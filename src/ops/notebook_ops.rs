use crate::model::{Context, ContextKind, Item, Page, Section, Session};

/// Error type for notebook mutations
#[derive(Debug, PartialEq, Eq, thiserror::Error)]
pub enum OpError {
    #[error("section '{0}' already exists")]
    DuplicateSection(String),
    #[error("page '{0}' already exists")]
    DuplicatePage(String),
    #[error("context '{0}' already exists")]
    DuplicateContext(String),
    #[error("unknown context type '{0}' (expected todo, ol, or ul)")]
    UnknownKind(String),
    #[error("no section selected")]
    NoSection,
    #[error("no page selected")]
    NoPage,
    #[error("no context selected")]
    NoContext,
    #[error("the selected context does not hold todos")]
    NotTodoContext,
    #[error("the selected context holds todos, not list items")]
    NotListContext,
    #[error("no todo at that position")]
    NoSuchTodo,
}

// ---------------------------------------------------------------------------
// Create + select
// ---------------------------------------------------------------------------

/// Append a section and select it. Titles are unique case-insensitively;
/// the typed casing is stored.
pub fn new_section(session: &mut Session, title: &str) -> Result<(), OpError> {
    if session.notebook.find_section(title).is_some() {
        return Err(OpError::DuplicateSection(title.to_string()));
    }
    session.notebook.sections.push(Section::new(title));
    let idx = session.notebook.sections.len() - 1;
    session.select_section(idx);
    Ok(())
}

/// Append a page under the selected section and select it
pub fn new_page(session: &mut Session, title: &str) -> Result<(), OpError> {
    let section = session.section().ok_or(OpError::NoSection)?;
    if section.find_page(title).is_some() {
        return Err(OpError::DuplicatePage(title.to_string()));
    }
    let section = session.section_mut().ok_or(OpError::NoSection)?;
    section.pages.push(Page::new(title));
    let idx = section.pages.len() - 1;
    session.select_page(idx);
    Ok(())
}

/// Append a context under the selected page and select it
pub fn new_context(session: &mut Session, title: &str, kind: ContextKind) -> Result<(), OpError> {
    let page = session.page().ok_or(OpError::NoPage)?;
    if page.find_context(title).is_some() {
        return Err(OpError::DuplicateContext(title.to_string()));
    }
    let page = session.page_mut().ok_or(OpError::NoPage)?;
    page.contexts.push(Context::new(title, kind));
    let idx = page.contexts.len() - 1;
    session.select_context(idx);
    Ok(())
}

// ---------------------------------------------------------------------------
// Items
// ---------------------------------------------------------------------------

/// Add a todo to the selected context. Re-adding an existing title
/// (case-insensitively) resets its done flag instead of duplicating.
pub fn add_todo(session: &mut Session, title: &str) -> Result<(), OpError> {
    let context = session.context_mut().ok_or(OpError::NoContext)?;
    if context.kind != ContextKind::Todo {
        return Err(OpError::NotTodoContext);
    }
    if let Some(Item::Todo { done, .. }) = context.find_todo_mut(title) {
        *done = false;
        return Ok(());
    }
    context.items.push(Item::todo(title));
    Ok(())
}

/// Add a list entry to the selected context. Duplicates are allowed.
pub fn add_list_item(session: &mut Session, title: &str) -> Result<(), OpError> {
    let context = session.context_mut().ok_or(OpError::NoContext)?;
    if context.kind == ContextKind::Todo {
        return Err(OpError::NotListContext);
    }
    context.items.push(Item::entry(title));
    Ok(())
}

/// Mark the todo at `item` done. Idempotent.
pub fn mark_done(session: &mut Session, item: usize) -> Result<(), OpError> {
    let context = session.context_mut().ok_or(OpError::NoContext)?;
    match context.items.get_mut(item) {
        Some(Item::Todo { done, .. }) => {
            *done = true;
            Ok(())
        }
        _ => Err(OpError::NoSuchTodo),
    }
}

// ---------------------------------------------------------------------------
// Cleanup
// ---------------------------------------------------------------------------

/// Drop done todos from the selected context. Returns the number
/// removed; a non-todo context is a no-op.
pub fn remove_done_context(session: &mut Session) -> Result<usize, OpError> {
    let context = session.context_mut().ok_or(OpError::NoContext)?;
    Ok(drop_done(context))
}

/// Drop done todos from every todo context of the selected page
pub fn remove_done_page(session: &mut Session) -> Result<usize, OpError> {
    let page = session.page_mut().ok_or(OpError::NoPage)?;
    Ok(page.contexts.iter_mut().map(drop_done).sum())
}

fn drop_done(context: &mut Context) -> usize {
    if context.kind != ContextKind::Todo {
        return 0;
    }
    let before = context.items.len();
    context.items.retain(|item| !item.is_done());
    before - context.items.len()
}

/// Sort the selected context's items by title ascending. Empty contexts
/// are a no-op. Returns the number of items.
pub fn sort_context(session: &mut Session) -> Result<usize, OpError> {
    let context = session.context_mut().ok_or(OpError::NoContext)?;
    context.items.sort_by(|a, b| a.title().cmp(b.title()));
    Ok(context.items.len())
}
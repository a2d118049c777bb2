use std::fmt::Write;

use crate::io::snapshot::Snapshot;
use crate::model::{Context, ContextKind, Item};
use crate::resolve::SearchItem;

/// The `find` listing: dotted command tag, then the candidate title
pub fn format_candidates(items: &[SearchItem]) -> String {
    let mut out = String::new();
    for item in items {
        let _ = writeln!(out, "{:<20} {}", item.command.tag(), item.title);
    }
    out
}

/// The `tree` outline. Two-space indent per level, context kind in
/// brackets, the selection path marked with `*`.
pub fn format_tree(snapshot: &Snapshot) -> String {
    let mut out = String::new();
    for section in &snapshot.all_sections {
        let on_section = titles_eq(
            &section.title,
            snapshot.selected_section_title.as_deref(),
        );
        push_titled(&mut out, 0, &section.title, on_section);
        for page in &section.pages {
            let on_page = on_section
                && titles_eq(&page.title, snapshot.selected_page_title.as_deref());
            push_titled(&mut out, 1, &page.title, on_page);
            for context in &page.contexts {
                let on_context = on_page
                    && titles_eq(&context.title, snapshot.selected_context_title.as_deref());
                let label = format!("{} [{}]", context.title, context.kind.token());
                push_titled(&mut out, 2, &label, on_context);
                push_items(&mut out, context);
            }
        }
    }
    out
}

fn titles_eq(title: &str, selected: Option<&str>) -> bool {
    selected.is_some_and(|s| s.to_lowercase() == title.to_lowercase())
}

fn push_titled(out: &mut String, depth: usize, label: &str, selected: bool) {
    let marker = if selected { " *" } else { "" };
    let _ = writeln!(out, "{}{}{}", "  ".repeat(depth), label, marker);
}

fn push_items(out: &mut String, context: &Context) {
    for (i, item) in context.items.iter().enumerate() {
        let line = match item {
            Item::Todo { title, done } => {
                format!("[{}] {}", if *done { 'x' } else { ' ' }, title)
            }
            Item::Entry { title } => match context.kind {
                ContextKind::Ol => format!("{}. {}", i + 1, title),
                _ => format!("- {}", title),
            },
        };
        let _ = writeln!(out, "      {line}");
    }
}

#[cfg(test)]
mod tests {
    use insta::assert_snapshot;

    use crate::model::{Context, ContextKind, Item, Page, Section};
    use crate::resolve::{Code, Command, SearchItem};

    use super::*;

    fn sample_snapshot() -> Snapshot {
        let mut main = Context::new("Main quests", ContextKind::Todo);
        main.items.push(Item::todo("Reach High Hrothgar"));
        main.items.push(Item::Todo {
            title: "Find the Golden Claw".into(),
            done: true,
        });
        let mut shopping = Context::new("Shopping", ContextKind::Ul);
        shopping.items.push(Item::entry("Iron ingots"));
        let mut steps = Context::new("Alchemy steps", ContextKind::Ol);
        steps.items.push(Item::entry("Pick mushrooms"));
        steps.items.push(Item::entry("Brew"));

        let mut quests = Page::new("Quests");
        quests.contexts.push(main);
        quests.contexts.push(shopping);
        quests.contexts.push(steps);

        let mut skyrim = Section::new("Skyrim");
        skyrim.pages.push(quests);

        Snapshot {
            all_sections: vec![skyrim, Section::new("Halo")],
            selected_section_title: Some("Skyrim".into()),
            selected_page_title: Some("Quests".into()),
            selected_context_title: Some("Shopping".into()),
        }
    }

    #[test]
    fn tree_outline_shows_kinds_items_and_selection() {
        let output = format_tree(&sample_snapshot());
        assert_snapshot!(output, @r"
        Skyrim *
          Quests *
            Main quests [todo]
              [ ] Reach High Hrothgar
              [x] Find the Golden Claw
            Shopping [ul] *
              - Iron ingots
            Alchemy steps [ol]
              1. Pick mushrooms
              2. Brew
        Halo
        ");
    }

    #[test]
    fn selection_markers_respect_the_path_not_just_the_title() {
        // a second section also holds a page called Quests; only the
        // selected section's page gets the marker
        let mut snapshot = sample_snapshot();
        let mut halo_quests = Page::new("Quests");
        halo_quests
            .contexts
            .push(Context::new("Campaign", ContextKind::Todo));
        snapshot.all_sections[1].pages.push(halo_quests);

        let output = format_tree(&snapshot);
        let marked: Vec<&str> = output
            .lines()
            .filter(|l| l.ends_with(" *"))
            .map(str::trim_start)
            .collect();
        assert_eq!(marked, vec!["Skyrim *", "Quests *", "Shopping [ul] *"]);
    }

    #[test]
    fn candidate_listing_pairs_tags_with_titles() {
        let items = vec![
            SearchItem::ranked("New section", Code::NewSection, Command::NewSection { title: None }),
            SearchItem::ranked(
                "Select section: Halo",
                Code::SelectSection,
                Command::SelectSection { section: 1 },
            ),
        ];
        let output = format_candidates(&items);
        assert_snapshot!(output, @r"
        section.new          New section
        section.select       Select section: Halo
        ");
    }
}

- - - - - - -

Work instruction: Count every line of the entries that holds the string "SearchItem". Please answer with the count alone.

Answer for this exercise: 5